Przed rokiem Łódzki Klub Sportowy był zmorą Developresu - zarówno w LSK, jak i w Pucharze Polski. W tym sezonie rzeszowianki wygrały wszystkie trzy dotychczas rozegrane spotkania z Łódzkimi Wiewiórami.
- Cieszę się, że znów nam się to udało, po przegranym drugim oraz nerwowym trzecim secie, gdzie chyba wydawało nam się, że ta partia dogra się sama i nie trzeba nic zrobić. Jak pokazał przeciwnik, trzeba walczyć do końca i trzeba napracować się po każdy punkt - powiedziała Agnieszka Rabka.
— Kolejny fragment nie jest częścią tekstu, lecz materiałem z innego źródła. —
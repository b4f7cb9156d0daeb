//! Score service runtime integration.
//!
//! Bridges the sync game loop with the async gateway: requests are spawned
//! on a private tokio runtime and their results come back over a channel the
//! loop drains with [`ScoreService::try_recv`], so drawing never waits on
//! the network. Every request returns a [`RequestId`] and its reply carries
//! the same id, so a late answer to an old request can be told apart.

use std::path::PathBuf;
use std::sync::atomic::{AtomicU64, Ordering};
use std::sync::Arc;

use anyhow::Context;
use tokio::runtime::{Builder, Runtime};
use tokio::sync::mpsc;

use crate::cache::{cache_path_from_env, CachedGateway};
use crate::client::{ClientConfig, RemoteGateway};
use crate::entry::HighScoreEntry;
use crate::gateway::{HighScoreGateway, SubmitOutcome};
use crate::types::HIGHSCORE_MAX;

/// Result delivered to the game loop.
#[derive(Debug, Clone, PartialEq, Eq)]
pub enum ScoreEvent {
    /// A top list, live or from the local fallback.
    Top(Vec<HighScoreEntry>),
    /// A submission finished.
    Submitted(SubmitOutcome),
    /// A request failed outright (even the fallback could not answer).
    Failed(String),
}

/// Ticket for one request, echoed on its reply.
#[derive(Debug, Clone, Copy, PartialEq, Eq, Hash)]
pub struct RequestId(u64);

/// The gateway the terminal game uses: TCP client with the local fallback.
pub type DefaultGateway = CachedGateway<RemoteGateway>;

/// Running score service instance.
pub struct ScoreService<G> {
    rt: Runtime,
    gateway: Arc<G>,
    next_id: AtomicU64,
    event_tx: mpsc::UnboundedSender<(RequestId, ScoreEvent)>,
    event_rx: mpsc::UnboundedReceiver<(RequestId, ScoreEvent)>,
}

impl ScoreService<DefaultGateway> {
    /// Start the service from environment variables.
    pub fn start_from_env() -> anyhow::Result<Self> {
        Self::start_with(ClientConfig::from_env(), cache_path_from_env())
    }

    pub fn start_with(config: ClientConfig, cache_path: impl Into<PathBuf>) -> anyhow::Result<Self> {
        if config.disabled {
            log::info!("score service disabled, using the local list only");
        }
        Self::start(CachedGateway::new(RemoteGateway::new(config), cache_path))
    }
}

impl<G: HighScoreGateway + 'static> ScoreService<G> {
    pub fn start(gateway: G) -> anyhow::Result<Self> {
        let rt = Builder::new_multi_thread()
            .worker_threads(1)
            .thread_name("stacklogic-scores")
            .enable_all()
            .build()
            .context("creating tokio runtime")?;
        let (event_tx, event_rx) = mpsc::unbounded_channel();

        Ok(Self {
            rt,
            gateway: Arc::new(gateway),
            next_id: AtomicU64::new(1),
            event_tx,
            event_rx,
        })
    }

    pub fn gateway(&self) -> &G {
        &self.gateway
    }

    fn issue(&self) -> RequestId {
        RequestId(self.next_id.fetch_add(1, Ordering::Relaxed))
    }

    /// Request the top list; answered with [`ScoreEvent::Top`].
    pub fn fetch_top(&self) -> RequestId {
        let id = self.issue();
        let gateway = Arc::clone(&self.gateway);
        let tx = self.event_tx.clone();
        self.rt.spawn(async move {
            let event = match gateway.fetch_top(HIGHSCORE_MAX).await {
                Ok(list) => ScoreEvent::Top(list),
                Err(e) => ScoreEvent::Failed(format!("{:#}", e)),
            };
            let _ = tx.send((id, event));
        });
        id
    }

    /// Submit a score; answered with [`ScoreEvent::Submitted`].
    pub fn submit(&self, name: String, score: u64) -> RequestId {
        let id = self.issue();
        let gateway = Arc::clone(&self.gateway);
        let tx = self.event_tx.clone();
        self.rt.spawn(async move {
            let event = match gateway.submit(&name, score).await {
                Ok(outcome) => ScoreEvent::Submitted(outcome),
                Err(e) => ScoreEvent::Failed(format!("{:#}", e)),
            };
            let _ = tx.send((id, event));
        });
        id
    }

    pub fn try_recv(&mut self) -> Option<(RequestId, ScoreEvent)> {
        self.event_rx.try_recv().ok()
    }

    /// Block until the next event arrives. Meant for tests and shutdown.
    pub fn recv_blocking(&mut self) -> Option<(RequestId, ScoreEvent)> {
        self.event_rx.blocking_recv()
    }
}

#[cfg(test)]
mod tests {
    use super::*;
    use crate::store::tests::temp_dir;
    use crate::store::FileStore;

    #[test]
    fn test_submit_then_fetch_through_bridge() {
        let dir = temp_dir("bridge");
        let mut service = ScoreService::start(FileStore::in_dir(&dir)).unwrap();

        let submit_id = service.submit("AB".into(), 500);
        match service.recv_blocking() {
            Some((id, ScoreEvent::Submitted(outcome))) => {
                assert_eq!(id, submit_id);
                assert!(outcome.saved);
            }
            other => panic!("unexpected {:?}", other),
        }

        let fetch_id = service.fetch_top();
        assert_ne!(fetch_id, submit_id);
        match service.recv_blocking() {
            Some((id, ScoreEvent::Top(list))) => {
                assert_eq!(id, fetch_id);
                assert_eq!(list.len(), 1);
                assert_eq!(list[0].score, 500);
            }
            other => panic!("unexpected {:?}", other),
        }
        assert!(service.try_recv().is_none());
        let _ = std::fs::remove_dir_all(&dir);
    }

    #[test]
    fn test_disabled_network_uses_cache() {
        let dir = temp_dir("bridge-offline");
        let config = ClientConfig {
            disabled: true,
            ..ClientConfig::default()
        };
        let mut service = ScoreService::start_with(config, dir.join("cache.json")).unwrap();

        let id = service.fetch_top();
        assert_eq!(service.recv_blocking(), Some((id, ScoreEvent::Top(Vec::new()))));

        service.submit("Solo".into(), 42);
        match service.recv_blocking() {
            Some((_, ScoreEvent::Submitted(outcome))) => {
                assert!(outcome.saved);
                assert_eq!(outcome.scores[0].name, "Solo");
            }
            other => panic!("unexpected {:?}", other),
        }
        let _ = std::fs::remove_dir_all(&dir);
    }
}
//! Name prompt line editor.
//!
//! Only characters the score service keeps (`[A-Za-z0-9 _-]`) are accepted,
//! up to the 16-character limit, so what the player sees is what gets saved.

use arrayvec::ArrayString;
use crossterm::event::{KeyCode, KeyEvent, KeyModifiers};

use crate::types::NAME_MAX_LEN;

/// Outcome of one key press in the prompt
#[derive(Debug, Clone, PartialEq, Eq)]
pub enum NameInput {
    /// Still editing.
    Pending,
    /// Enter pressed with the current text.
    Submit(String),
    /// Esc pressed.
    Cancel,
}

#[derive(Debug, Clone, Default)]
pub struct NameEntry {
    buf: ArrayString<NAME_MAX_LEN>,
}

impl NameEntry {
    pub fn new() -> Self {
        Self::default()
    }

    pub fn as_str(&self) -> &str {
        self.buf.as_str()
    }

    pub fn clear(&mut self) {
        self.buf.clear();
    }

    fn accepts(c: char) -> bool {
        c.is_ascii_alphanumeric() || matches!(c, ' ' | '_' | '-')
    }

    pub fn handle_key(&mut self, key: KeyEvent) -> NameInput {
        if key.modifiers.contains(KeyModifiers::CONTROL) {
            return NameInput::Pending;
        }
        match key.code {
            KeyCode::Enter => NameInput::Submit(self.buf.to_string()),
            KeyCode::Esc => NameInput::Cancel,
            KeyCode::Backspace => {
                self.buf.pop();
                NameInput::Pending
            }
            KeyCode::Char(c) if Self::accepts(c) => {
                // Full buffer: ignore further characters.
                let _ = self.buf.try_push(c);
                NameInput::Pending
            }
            _ => NameInput::Pending,
        }
    }
}

#[cfg(test)]
mod tests {
    use super::*;

    fn type_str(entry: &mut NameEntry, s: &str) {
        for c in s.chars() {
            assert_eq!(entry.handle_key(KeyEvent::from(KeyCode::Char(c))), NameInput::Pending);
        }
    }

    #[test]
    fn test_typing_and_submit() {
        let mut entry = NameEntry::new();
        type_str(&mut entry, "Ada L");
        assert_eq!(entry.as_str(), "Ada L");
        assert_eq!(
            entry.handle_key(KeyEvent::from(KeyCode::Enter)),
            NameInput::Submit("Ada L".into())
        );
    }

    #[test]
    fn test_rejects_disallowed_characters() {
        let mut entry = NameEntry::new();
        type_str(&mut entry, "a<b>!é_c-");
        assert_eq!(entry.as_str(), "ab_c-");
    }

    #[test]
    fn test_length_cap() {
        let mut entry = NameEntry::new();
        type_str(&mut entry, "abcdefghijklmnopqrstuvwxyz");
        assert_eq!(entry.as_str(), "abcdefghijklmnop");
    }

    #[test]
    fn test_backspace_and_cancel() {
        let mut entry = NameEntry::new();
        type_str(&mut entry, "abc");
        entry.handle_key(KeyEvent::from(KeyCode::Backspace));
        assert_eq!(entry.as_str(), "ab");
        assert_eq!(entry.handle_key(KeyEvent::from(KeyCode::Esc)), NameInput::Cancel);
    }

    #[test]
    fn test_ctrl_chords_ignored() {
        let mut entry = NameEntry::new();
        entry.handle_key(KeyEvent::new(KeyCode::Char('u'), KeyModifiers::CONTROL));
        assert_eq!(entry.as_str(), "");
    }
}
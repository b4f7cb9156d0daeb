//! RNG module - 7-bag random piece generation
//!
//! Each bag holds one of each piece (I, O, T, S, Z, J, L) in shuffled order.
//! Pieces are drawn until the bag is empty, then a fresh bag is shuffled, so
//! any 7 draws starting at a bag boundary contain every kind exactly once.
//!
//! Shuffling uses a small LCG so a seed reproduces a sequence within one
//! build; no stronger guarantee is made.

use crate::types::PieceKind;

/// Simple LCG (Linear Congruential Generator) RNG
/// Uses constants from Numerical Recipes
#[derive(Debug, Clone)]
pub struct SimpleRng {
    state: u32,
}

impl SimpleRng {
    /// Create a new RNG with the given seed
    pub fn new(seed: u32) -> Self {
        // Avoid 0 seed which would produce all zeros
        let state = if seed == 0 { 1 } else { seed };
        Self { state }
    }

    /// Generate next random u32
    pub fn next_u32(&mut self) -> u32 {
        self.state = self.state.wrapping_mul(1664525).wrapping_add(1013904223);
        self.state
    }

    /// Generate random value in range [0, max)
    pub fn next_range(&mut self, max: u32) -> u32 {
        // High bits of an LCG are far better distributed than the low ones.
        (((self.next_u32() >> 16) as u64 * max as u64) >> 16) as u32
    }

    /// Shuffle a slice using Fisher-Yates
    pub fn shuffle<T>(&mut self, slice: &mut [T]) {
        for i in (1..slice.len()).rev() {
            let j = self.next_range((i + 1) as u32) as usize;
            slice.swap(i, j);
        }
    }
}

/// 7-bag piece source
#[derive(Debug, Clone)]
pub struct Bag {
    /// Current shuffled bag
    pieces: [PieceKind; 7],
    /// Number of pieces already drawn from `pieces`
    drawn: usize,
    rng: SimpleRng,
}

impl Bag {
    /// Create a bag source with the given seed; the first bag is shuffled
    /// immediately.
    pub fn new(seed: u32) -> Self {
        let mut bag = Self {
            pieces: PieceKind::ALL,
            drawn: 0,
            rng: SimpleRng::new(seed),
        };
        bag.refill();
        bag
    }

    /// Shuffle a complete new bag
    fn refill(&mut self) {
        self.pieces = PieceKind::ALL;
        self.rng.shuffle(&mut self.pieces);
        self.drawn = 0;
    }

    /// Discard whatever is left and start from a fresh bag
    pub fn reset(&mut self) {
        self.refill();
    }

    /// Draw the next piece, refilling when the bag is exhausted
    pub fn draw(&mut self) -> PieceKind {
        if self.drawn >= self.pieces.len() {
            self.refill();
        }
        let piece = self.pieces[self.drawn];
        self.drawn += 1;
        piece
    }

    /// Pieces still waiting in the current bag
    pub fn remaining(&self) -> &[PieceKind] {
        &self.pieces[self.drawn..]
    }
}

impl Default for Bag {
    fn default() -> Self {
        Self::new(1)
    }
}
#[cfg(test)]
mod tests {
    use super::*;

    fn playing() -> GameSession {
        let mut s = GameSession::new(12345);
        assert!(s.new_game());
        s
    }

    /// Fill rows completely except the given columns.
    fn fill_rows_except(s: &mut GameSession, rows: &[i8], gap: &[i8]) {
        for &y in rows {
            for x in 0..BOARD_WIDTH as i8 {
                if !gap.contains(&x) {
                    s.board.set(x, y, Some(PieceKind::J));
                }
            }
        }
    }

    #[test]
    fn test_new_session_is_home_with_piece() {
        let s = GameSession::new(1);
        assert_eq!(s.state(), RunState::Home);
        assert!(s.active().is_some());
        assert_eq!(s.score(), 0);
        assert_eq!(s.lines(), 0);
        assert_eq!(s.level(), 1);
        assert_eq!(s.drop_interval_ms(), 800);
    }

    #[test]
    fn test_input_ignored_at_home() {
        let mut s = GameSession::new(1);
        let before = s.active();
        assert!(!s.move_left());
        assert!(!s.rotate_cw());
        assert!(!s.hard_drop());
        assert!(!s.tick(5000));
        assert!(!s.pause());
        assert_eq!(s.active(), before);
    }

    #[test]
    fn test_new_game_starts_playing() {
        let s = playing();
        assert_eq!(s.state(), RunState::Playing);
        let piece = s.active().unwrap();
        assert!(piece.y < 0);
    }

    #[test]
    fn test_tick_requires_exceeding_interval() {
        let mut s = playing();
        let y0 = s.active().unwrap().y;

        assert!(!s.tick(400));
        assert!(!s.tick(400)); // exactly 800: not yet
        assert_eq!(s.drop_timer_ms(), 800);
        assert!(s.tick(1));
        assert_eq!(s.active().unwrap().y, y0 + 1);
        assert_eq!(s.drop_timer_ms(), 0);
    }

    #[test]
    fn test_tick_discards_remainder() {
        let mut s = playing();
        assert!(s.tick(5000));
        assert_eq!(s.drop_timer_ms(), 0);
    }

    #[test]
    fn test_pause_freezes_gravity() {
        let mut s = playing();
        s.tick(500);
        assert!(s.pause());
        assert_eq!(s.state(), RunState::Paused);
        assert!(!s.tick(10_000));
        assert!(!s.move_left());
        assert!(!s.pause());
        assert!(s.resume());
        assert!(!s.resume());
        assert_eq!(s.drop_timer_ms(), 500);
    }

    #[test]
    fn test_move_rejected_at_wall() {
        let mut s = playing();
        let mut moves = 0;
        while s.move_left() {
            moves += 1;
            assert!(moves < BOARD_WIDTH as usize);
        }
        let x = s.active().unwrap().x;
        assert!(!s.move_left());
        assert_eq!(s.active().unwrap().x, x);
    }

    #[test]
    fn test_soft_drop_awards_one_point() {
        let mut s = playing();
        s.tick(300);
        assert!(s.soft_drop());
        assert_eq!(s.score(), 1);
        assert_eq!(s.drop_timer_ms(), 0);
    }

    #[test]
    fn test_soft_drop_locks_on_floor() {
        let mut s = playing();
        s.active = Some(Piece::spawn(PieceKind::O).translated(0, 20));
        assert!(!s.soft_drop());
        assert_eq!(s.score(), 0);
        assert!(s.board().is_occupied(4, 19));
        assert_eq!(s.take_last_event().unwrap().kind, PieceKind::O);
    }

    #[test]
    fn test_hard_drop_scores_and_spawns_next() {
        let mut s = playing();
        s.active = Some(Piece::spawn(PieceKind::O));
        assert!(s.hard_drop());
        // O from y=-2 to y=18.
        assert_eq!(s.score(), 40);
        assert!(s.board().is_occupied(4, 19));
        assert!(s.board().is_occupied(5, 18));
        assert!(s.active().is_some());
        assert_eq!(s.state(), RunState::Playing);
    }

    #[test]
    fn test_line_clear_scores_level_one() {
        let mut s = playing();
        fill_rows_except(&mut s, &[18, 19], &[4, 5]);
        s.active = Some(Piece::spawn(PieceKind::O));
        s.hard_drop();

        let event = s.take_last_event().unwrap();
        assert_eq!(event.lines_cleared, 2);
        assert_eq!(event.line_clear_score, 300);
        assert_eq!(s.score(), 40 + 300);
        assert_eq!(s.lines(), 2);
        assert!(s.board().cells().iter().all(|c| c.is_none()));
    }

    #[test]
    fn test_tetris_scores_eight_hundred() {
        let mut s = playing();
        fill_rows_except(&mut s, &[16, 17, 18, 19], &[0]);
        let vertical_i = Piece::spawn(PieceKind::I).rotated(RotateDir::CounterClockwise);
        // Counter-clockwise I occupies matrix column 1.
        s.active = Some(Piece { x: -1, ..vertical_i });
        s.hard_drop();
        let event = s.take_last_event().unwrap();
        assert_eq!(event.lines_cleared, 4);
        assert_eq!(event.line_clear_score, 800);
    }

    #[test]
    fn test_level_two_doubles_and_level_up() {
        let mut s = playing();
        s.lines = 9;
        fill_rows_except(&mut s, &[19], &[4, 5]);
        s.active = Some(Piece::spawn(PieceKind::O));
        s.hard_drop();
        assert_eq!(s.lines(), 10);
        assert_eq!(s.level(), 2);
        assert_eq!(s.drop_interval_ms(), 740);

        s.board.clear();
        fill_rows_except(&mut s, &[19], &[4, 5]);
        let before = s.score();
        s.active = Some(Piece::spawn(PieceKind::O));
        s.hard_drop();
        let event = s.take_last_event().unwrap();
        assert_eq!(event.lines_cleared, 1);
        assert_eq!(event.line_clear_score, 200);
        assert_eq!(s.score() - before, 200 + 2 * 20);
    }

    #[test]
    fn test_lock_above_top_ends_run() {
        let mut s = playing();
        for x in 3..=6 {
            s.board.set(x, 0, Some(PieceKind::Z));
        }
        s.active = Some(Piece::spawn(PieceKind::O));
        s.hard_drop();

        assert_eq!(s.state(), RunState::GameOver);
        assert_eq!(s.game_over_reason(), Some(GameOverReason::StackedAboveTop));
        assert!(s.take_last_event().unwrap().overflowed);

        let event = s.take_game_over().unwrap();
        assert_eq!(event.reason, GameOverReason::StackedAboveTop);
        assert!(s.take_game_over().is_none());
    }

    #[test]
    fn test_full_top_row_blocks_spawn() {
        let mut s = playing();
        s.board.fill_row(0, PieceKind::L);
        assert!(!s.spawn_piece());
        assert_eq!(s.state(), RunState::GameOver);
        assert_eq!(
            s.take_game_over().map(|e| e.reason),
            Some(GameOverReason::NoSpaceToSpawn)
        );
    }

    #[test]
    fn test_one_block_on_top_row_does_not_block_spawn() {
        let mut s = playing();
        s.board.set(4, 0, Some(PieceKind::J));
        assert!(s.spawn_piece());
        assert_eq!(s.state(), RunState::Playing);
        assert!(s.take_game_over().is_none());

        // The player steers around the block before it reaches the board.
        for _ in 0..3 {
            s.move_left();
        }
        assert!(!s.board.collides(&s.active().unwrap().entry_position()));
    }

    #[test]
    fn test_game_over_freezes_input() {
        let mut s = playing();
        s.board.fill_row(0, PieceKind::L);
        s.spawn_piece();
        let piece = s.active();

        assert!(!s.move_right());
        assert!(!s.rotate_ccw());
        assert!(!s.soft_drop());
        assert!(!s.hard_drop());
        assert!(!s.tick(10_000));
        assert!(!s.pause());
        assert!(!s.new_game());
        assert_eq!(s.active(), piece);
    }

    #[test]
    fn test_go_home_resets_run() {
        let mut s = playing();
        s.score = 500;
        s.board.fill_row(0, PieceKind::L);
        s.spawn_piece();
        assert!(s.go_home());
        assert_eq!(s.state(), RunState::Home);
        assert_eq!(s.score(), 0);
        assert!(s.board().cells().iter().all(|c| c.is_none()));
        assert!(s.game_over_reason().is_none());
        assert!(s.take_game_over().is_none());
    }

    #[test]
    fn test_rotation_kicks_off_left_wall() {
        let mut s = playing();
        let vertical = Piece::spawn(PieceKind::I).rotated(RotateDir::Clockwise);
        // Clockwise I occupies matrix column 2; x=-2 puts it against the wall.
        s.active = Some(Piece { x: -2, y: 5, ..vertical });
        assert!(s.rotate_cw());
        let rotated = s.active().unwrap();
        assert_eq!(rotated.x, 0);
        assert!(rotated.cells().all(|(x, _)| x >= 0));
    }

    #[test]
    fn test_rotation_reverts_when_boxed_in() {
        let mut s = playing();
        let vertical = Piece::spawn(PieceKind::I).rotated(RotateDir::Clockwise);
        s.active = Some(Piece { x: 2, y: 10, ..vertical });
        // Column 4 is the I; fill everything else on its rows.
        for y in 10..14 {
            for x in 0..BOARD_WIDTH as i8 {
                if x != 4 {
                    s.board.set(x, y, Some(PieceKind::S));
                }
            }
        }
        let before = s.active();
        assert!(!s.rotate_cw());
        assert!(!s.rotate_ccw());
        assert_eq!(s.active(), before);
    }

    #[test]
    fn test_apply_action_dispatch() {
        let mut s = GameSession::new(3);
        assert!(s.apply_action(GameAction::NewGame));
        assert!(s.apply_action(GameAction::Pause));
        assert_eq!(s.state(), RunState::Paused);
        assert!(s.apply_action(GameAction::Resume));
        assert!(s.apply_action(GameAction::HardDrop));
        assert!(s.score() > 0);
        assert!(s.apply_action(GameAction::GoHome));
        assert_eq!(s.state(), RunState::Home);
    }

    #[test]
    fn test_snapshot_reflects_state() {
        let mut s = playing();
        s.active = Some(Piece::spawn(PieceKind::T).translated(0, 10));
        s.board.set(0, 19, Some(PieceKind::Z));
        let snap = s.snapshot();
        assert_eq!(snap.state, RunState::Playing);
        assert_eq!(snap.board[19][0], Some(PieceKind::Z));
        let active = snap.active.unwrap();
        assert_eq!(active.kind, PieceKind::T);
        assert_eq!(active.visible_cells().count(), 4);
        assert_eq!(snap.drop_interval_ms, 800);
    }
}
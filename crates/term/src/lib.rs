//! Terminal rendering for stacklogic.
//!
//! A small game-oriented layer instead of a widget toolkit: views draw into
//! a [`Frame`] of styled glyphs and the [`Screen`] flushes only the glyphs
//! that changed since the last frame.
//!
//! - [`frame`]: the glyph grid
//! - [`screen`]: raw-mode terminal ownership and diffed output
//! - [`view`]: home, playing, paused and game-over screens

pub mod frame;
pub mod screen;
pub mod view;

pub use stacklogic_core as core;
pub use stacklogic_scores as scores;
pub use stacklogic_types as types;

pub use frame::{Frame, Glyph, Rgb, Style};
pub use screen::{encode_all, encode_changes, Screen};
pub use view::{GameView, PromptView, ViewModel};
Zdaniem rozgrywającej Developresu SkyRes Rzeszów, ładunek emocjonalny towarzyszący meczowi ma duży wpływ na to, co dzieje się na boisku. Stąd m.in. seria straconych punktów w końcówce trzeciego seta. Ekipa z Podkarpacia prowadziła 24:16 i... wygrała dopiero 26:24, tracąc wcześniej całą przewagę (więcej o meczu).
ZOBACZ WIDEO Bundesliga: Werder pokonał Schalke. Padło sześć goli! [ZDJĘCIA ELEVEN SPORTS]
- Wydaje mi się, że to przez nerwy. To one często odbierają nam siłę i stąd się potem biorą takie sytuacje. Mam nadzieję, że czas regeneracji będzie też czasem relaksu i na Chemika w finale będziemy gotowe na sto procent - tłumaczyła zawodniczka.
Rabka rozpoczęła spotkanie w kwadracie dla rezerwowych, ale pojawiła się na boisku w trakcie pierwszego i drugiego seta. Później już jednak znalazła się w wyjściowej szóstce na trzecią i czwartą część gry.
- Gdy przyglądasz się z boku grze swojego zespołu, zawsze znajdziesz jakieś elementy, które sobie analizujesz. Człowiek myśli sobie, co by wtedy zagrał. Może to i faktycznie trochę pomaga, a w rzeczywistości na decyzję jest kilka sekund - przyznała.
W finale na Developres czeka Chemik Police, który w pierwszym półfinale wygrał z Grot Budowlanymi Łódź 3:0. Trudno wskazać jednoznacznie faworyta tego starcia.
- W tym roku już wygrałyśmy u siebie z Chemikiem, więc liczę, że zrobimy to jeszcze raz i zgarniemy trofeum. Czy to będzie przedsmak finału Ligi Siatkówki Kobiet? Myślę, że może tak być. Oby tak było! - zakończyła Rabka.